WHAT TO PRODUCE:
Among the records below, count the lines where "contains" occurs, and report that total alone.

AVAILABLE DATA:
((

//! Dataset registry and per-dataset column synonym tables.
//!
//! The registry is static configuration: an ordered list of dataset types,
//! each with a sheet-name hint, required keywords, a destination table and a
//! synonym table mapping canonical columns to accepted header spellings.
//! Defaults are embedded; a directory with the same layout can replace them.
//!
//! ```text
//! <dir>/registry.toml
//! <dir>/columns/<dataset id>.toml
//! ```

#![deny(unsafe_code)]

pub mod config;
pub mod embedded;
pub mod error;
pub mod paths;
pub mod registry;

pub use crate::error::{RegistryError, Result};
pub use crate::paths::{CONFIG_ENV_VAR, config_dir_from_env};
pub use crate::registry::{DatasetRegistry, RegistrySource};
//! Tests for loading and validating the dataset registry.

use std::fs;
use std::path::Path;

use clarity_registry::{DatasetRegistry, RegistryError, RegistrySource};

// ============================================================================
// Embedded defaults
// ============================================================================

#[test]
fn default_registry_keeps_declaration_order() {
    let registry = DatasetRegistry::load_default().expect("embedded registry loads");
    let ids: Vec<&str> = registry.iter().map(|spec| spec.id.as_str()).collect();
    assert_eq!(
        ids,
        vec![
            "raw_cpid_metrics",
            "raw_protocol_deviations",
            "raw_sdv_metrics",
            "raw_visit_projections",
            "raw_lab_issues",
            "raw_sae_safety",
            "raw_sae_dm",
            "raw_coding_meddra",
            "raw_coding_whodra",
            "raw_missing_pages",
            "raw_inactivated_forms",
            "raw_edrr_issues",
        ]
    );
    assert_eq!(registry.source(), &RegistrySource::Embedded);
}

#[test]
fn every_default_dataset_has_subject_column() {
    let registry = DatasetRegistry::load_default().unwrap();
    for spec in &registry {
        assert!(
            spec.columns.get("subject_id").is_some(),
            "{} lacks subject_id",
            spec.id
        );
        assert!(!spec.required_keywords.is_empty());
        assert!(!spec.table.is_empty());
    }
}

#[test]
fn lab_issues_synonyms_match_expected_headers() {
    let registry = DatasetRegistry::load_default().unwrap();
    let lab = registry.get("raw_lab_issues").expect("lab dataset");
    assert_eq!(lab.sheet_hint, "Missing_Lab_Name");
    assert_eq!(lab.table, "raw_lab_issues");
    let names: Vec<&str> = lab.columns.names().collect();
    assert_eq!(names, vec!["subject_id", "site_id", "lab_category", "issue"]);
    let category = lab.columns.get("lab_category").unwrap();
    assert_eq!(category.match_keys()[0], "lab category");
}

// ============================================================================
// Directory override
// ============================================================================

fn write_config(dir: &Path, registry: &str, columns: &[(&str, &str)]) {
    fs::write(dir.join("registry.toml"), registry).unwrap();
    fs::create_dir_all(dir.join("columns")).unwrap();
    for (name, contents) in columns {
        fs::write(dir.join("columns").join(name), contents).unwrap();
    }
}

const SMALL_REGISTRY: &str = r#"
[registry]
schema = "clarity-registry"
schema_version = 1

[[dataset]]
id = "visits"
sheet_hint = "Visits"
required_keywords = ["Visit Date"]
table = "raw_visits"

[[dataset]]
id = "forms"
required_keywords = ["Form"]
table = "raw_forms"
columns = "shared.toml"
"#;

const SIMPLE_COLUMNS: &str = r#"
[[column]]
name = "subject_id"
headers = ["Subject"]

[[column]]
name = "visit_date"
headers = ["Visit Date", "Date of Visit"]
"#;

#[test]
fn loads_override_directory() {
    let dir = tempfile::tempdir().unwrap();
    write_config(
        dir.path(),
        SMALL_REGISTRY,
        &[("visits.toml", SIMPLE_COLUMNS), ("shared.toml", SIMPLE_COLUMNS)],
    );

    let registry = DatasetRegistry::load(Some(dir.path())).expect("override loads");
    assert_eq!(registry.len(), 2);
    assert_eq!(
        registry.source(),
        &RegistrySource::Directory(dir.path().to_path_buf())
    );
    let forms = registry.get("forms").unwrap();
    assert_eq!(forms.sheet_hint, "");
    assert_eq!(forms.table, "raw_forms");
    assert_eq!(forms.columns.len(), 2);
}

#[test]
fn missing_columns_file_is_reported() {
    let dir = tempfile::tempdir().unwrap();
    write_config(dir.path(), SMALL_REGISTRY, &[("visits.toml", SIMPLE_COLUMNS)]);

    let err = DatasetRegistry::load_from_dir(dir.path()).unwrap_err();
    match err {
        RegistryError::MissingColumns { id, path } => {
            assert_eq!(id, "forms");
            assert!(path.ends_with("columns/shared.toml"));
        }
        other => panic!("unexpected error: {other}"),
    }
}

#[test]
fn duplicate_dataset_ids_are_rejected() {
    let dir = tempfile::tempdir().unwrap();
    let registry = SMALL_REGISTRY.replace("id = \"forms\"", "id = \"visits\"");
    write_config(
        dir.path(),
        &registry,
        &[("visits.toml", SIMPLE_COLUMNS), ("shared.toml", SIMPLE_COLUMNS)],
    );

    let err = DatasetRegistry::load_from_dir(dir.path()).unwrap_err();
    assert!(matches!(err, RegistryError::DuplicateDataset { ref id } if id == "visits"));
}

#[test]
fn unsupported_schema_version_is_rejected() {
    let dir = tempfile::tempdir().unwrap();
    let registry = SMALL_REGISTRY.replace("schema_version = 1", "schema_version = 7");
    write_config(dir.path(), &registry, &[]);

    let err = DatasetRegistry::load_from_dir(dir.path()).unwrap_err();
    assert!(matches!(err, RegistryError::InvalidRegistry { .. }));
    assert!(err.to_string().contains("schema_version"));
}

#[test]
fn empty_keyword_list_is_rejected() {
    let dir = tempfile::tempdir().unwrap();
    let registry = SMALL_REGISTRY.replace("[\"Form\"]", "[]");
    write_config(
        dir.path(),
        &registry,
        &[("visits.toml", SIMPLE_COLUMNS), ("shared.toml", SIMPLE_COLUMNS)],
    );

    let err = DatasetRegistry::load_from_dir(dir.path()).unwrap_err();
    assert!(err.to_string().contains("required_keywords"));
}

#[test]
fn duplicated_canonical_column_is_rejected() {
    let dir = tempfile::tempdir().unwrap();
    let columns = format!("{SIMPLE_COLUMNS}\n[[column]]\nname = \"subject_id\"\nheaders = [\"Subj\"]\n");
    write_config(
        dir.path(),
        SMALL_REGISTRY,
        &[("visits.toml", &columns), ("shared.toml", SIMPLE_COLUMNS)],
    );

    let err = DatasetRegistry::load_from_dir(dir.path()).unwrap_err();
    assert!(matches!(err, RegistryError::Columns { .. }));
}

#[test]
fn missing_registry_file_is_io_error() {
    let dir = tempfile::tempdir().unwrap();
    let err = DatasetRegistry::load_from_dir(dir.path()).unwrap_err();
    assert!(matches!(err, RegistryError::Io { .. }));
}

))

RESULT FOR THIS EXERCISE:
2